Backflip’s Loan Options:

  • The Backflip Standard: the most popular loan option among borrowers. With interest rates starting at 10%, origination fees from 1.25%, and a maximum loan-to-cost (LTC) of 85%, it offers a balanced mix of affordability and leverage.
  • Double Double: this high-leverage loan includes both 1st- and 2nd-lien loans (also known as mezzanine financing), designed to minimize cash-to-close and maximize leverage. Interest rates at 13%, origination fees of 2%, and a max LTC of 93%. It’s best suited for transactions with a purchase price of $120,000 or more.
  • Zero Gravity: aimed at minimizing upfront cash requirements during a fix and flip. This option features no upfront fees and no monthly interest payments, as everything is rolled into the loan repayment at the completion of the six-month project. Up to 96% effective LTC and a maximum loan-to-value (LTV) of 75%

BUT!

I’m not sure who their target market is… On the one hand, their app is useful to beginners who still don’t have a sophisticated approach to real estate investment. On the other hand, their loan options are not flexible enough for beginners–and the one loan option which is competitive (zero gravity), is only suitable for experienced professionals, who could probably benefit from relationship lenders that provide cheaper rates and more favorable terms over time.

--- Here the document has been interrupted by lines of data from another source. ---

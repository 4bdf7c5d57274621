//! 비즈니스 로직을 담당하는 서비스 계층 모듈
//!
//! `#[service]` 매크로로 싱글톤 등록되며, 필드의 `Arc<T>`는 초기화 시
//! `ServiceLocator`가 채웁니다.
//!
//! # 도메인
//!
//! - `users` - 프로필, 팔로우
//! - `courses` - 강좌, 수강신청, 리뷰
//! - `quizzes` - 퀴즈 출제, 채점
//! - `jobs` - 채용공고, 지원서
//! - `commerce` - 장바구니, 위시리스트, 주소
//! - `social` - 피드, 댓글, 해시태그, 메시지
//! - `content` - 출판물, 학습 일정
//! - `activity` - 활동 로그, 통합 검색
//! - `admin` - 관리자 통계
//! - `media` - Bunny Storage / Stream
//! - `auth` - Clerk 세션 토큰 검증
//!
//! # Examples
//!
//! ```rust,ignore
//! use crate::services::courses::CourseService;
//!
//! let course_service = CourseService::instance();
//! let page = course_service.list(&filter, &pagination).await?;
//! ```

pub mod access;
pub mod auth;
pub mod users;
pub mod courses;
pub mod quizzes;
pub mod jobs;
pub mod commerce;
pub mod social;
pub mod content;
pub mod activity;
pub mod admin;
pub mod media;
use std::sync::Arc;
use mongodb::{bson::{doc, oid::ObjectId}, options::IndexOptions, IndexModel};
use crate::{
    caching::redis::RedisClient,
    core::registry::Repository,
    db::Database,
    domain::entities::courses::review::Review,
};
use singleton_macro::repository;
use crate::core::errors::{db_error, insert_error, AppError};
use crate::domain::dto::common::{PaginatedResponse, PaginationQuery};
use crate::repositories::common::{find_page, inserted_object_id};

#[repository(name = "review", collection = "reviews")]
pub struct ReviewRepository {
    db: Arc<Database>,
    redis: Arc<RedisClient>,
}

impl ReviewRepository {
    pub async fn find_by_id(&self, id: &ObjectId) -> Result<Option<Review>, AppError> {
        self.collection::<Review>()
            .find_one(doc! { "_id": *id })
            .await
            .map_err(db_error)
    }

    pub async fn find_by_course_and_user(&self, course_id: &ObjectId, user_id: &ObjectId) -> Result<Option<Review>, AppError> {
        self.collection::<Review>()
            .find_one(doc! { "course_id": *course_id, "user_id": *user_id })
            .await
            .map_err(db_error)
    }

    pub async fn create(&self, mut review: Review) -> Result<Review, AppError> {
        let result = self.collection::<Review>()
            .insert_one(&review)
            .await
            .map_err(|e| insert_error(e, || AppError::ConflictError("이미 리뷰를 작성한 강좌입니다".to_string())))?;

        review.id = Some(inserted_object_id(&result)?);
        Ok(review)
    }

    pub async fn delete(&self, id: &ObjectId) -> Result<bool, AppError> {
        let result = self.collection::<Review>()
            .delete_one(doc! { "_id": *id })
            .await
            .map_err(db_error)?;

        Ok(result.deleted_count > 0)
    }

    pub async fn delete_by_course(&self, course_id: &ObjectId) -> Result<u64, AppError> {
        let result = self.collection::<Review>()
            .delete_many(doc! { "course_id": *course_id })
            .await
            .map_err(db_error)?;

        Ok(result.deleted_count)
    }

    /// 최신순
    pub async fn list_by_course(&self, course_id: &ObjectId, page: &PaginationQuery) -> Result<PaginatedResponse<Review>, AppError> {
        find_page(&self.collection::<Review>(), doc! { "course_id": *course_id }, doc! { "created_at": -1 }, page).await
    }

    pub async fn create_indexes(&self) -> Result<(), AppError> {
        let one_per_user = IndexModel::builder()
            .keys(doc! { "course_id": 1, "user_id": 1 })
            .options(IndexOptions::builder()
                .unique(true)
                .name("course_user_unique".to_string())
                .build())
            .build();

        self.collection::<Review>()
            .create_indexes([one_per_user])
            .await
            .map_err(db_error)?;

        Ok(())
    }
}
pub mod media_service;

pub use media_service::MediaService;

Lima One, a private lender in South Carolina, over an image of a fix and flip

3. Lima One

Lima One Capital was founded by two former Marines back in 2010 in Greenville, South carolina. Since then, they’ve expanded their reach across the country, serving states like North Carolina and beyond. I’ve decided to include them because of their local experience and competitive ratios. They also have deeper pockets than both Backflip and Loan Mountain Capital, with their largest loan of up to $3 million.

Why Consider Lima One Capital?

  • Interest on Draw: You only pay interest on the funds you draw, not on the total loan amount. This flexibility can save you money if you don’t need the full loan upfront.
  • Competitive LTV and LTC Ratios: For fix-and-flip projects, you get up to 92.5% LTC and 75% LTV. New construction loans can go up to 90% LTC and 70% LTV. Bridge loans are available with up to 80% LTV.
  • Local Player: While they offer the benefits of a nationwide lender they also offer deeper insights into regional markets.
  • No Personal Income Requirements: While they do check your credit score as a first-time borrower, once approved, their focus is primarily on the property’s underwriting.

Things to Keep in Mind:

  • Strict Terms: Their high Loan-to-Cost (LTC) ratios mean you can finance a larger portion of your project with less cash upfront, but this comes with tighter terms. Expect higher interest rates or even additional collateral in some cases, as they aim to mitigate risk.
  • Approval Speed: Getting approved with Lima One isn’t the fastest process—it typically takes around 10 days from start to finish. If you need funding faster, there might be quicker options out there.

If you’re an investor looking for a dependable lender with a broad reach and a solid track record, Lima One Capital is worth considering. Just keep their terms and approval times in mind when planning your next project.

Closing the Deal

If you’re like me, you might feel just as confused as when you first started reading. With so many hard money lenders, it can be tough to choose the right one for you. To simplify the decision, follow this thought process: Do you need money fast and reliably? Loan Mountain Capital. Do you want a seamless experience tailored for beginners? Backflip is perhaps the only option. Do you want a local partner in crime? Lima One is a solid option.

Hopefully now you are better equipped to choose the right hard money lender that suits your needs. Now go on and make some money. And remember, flip houses not fingers!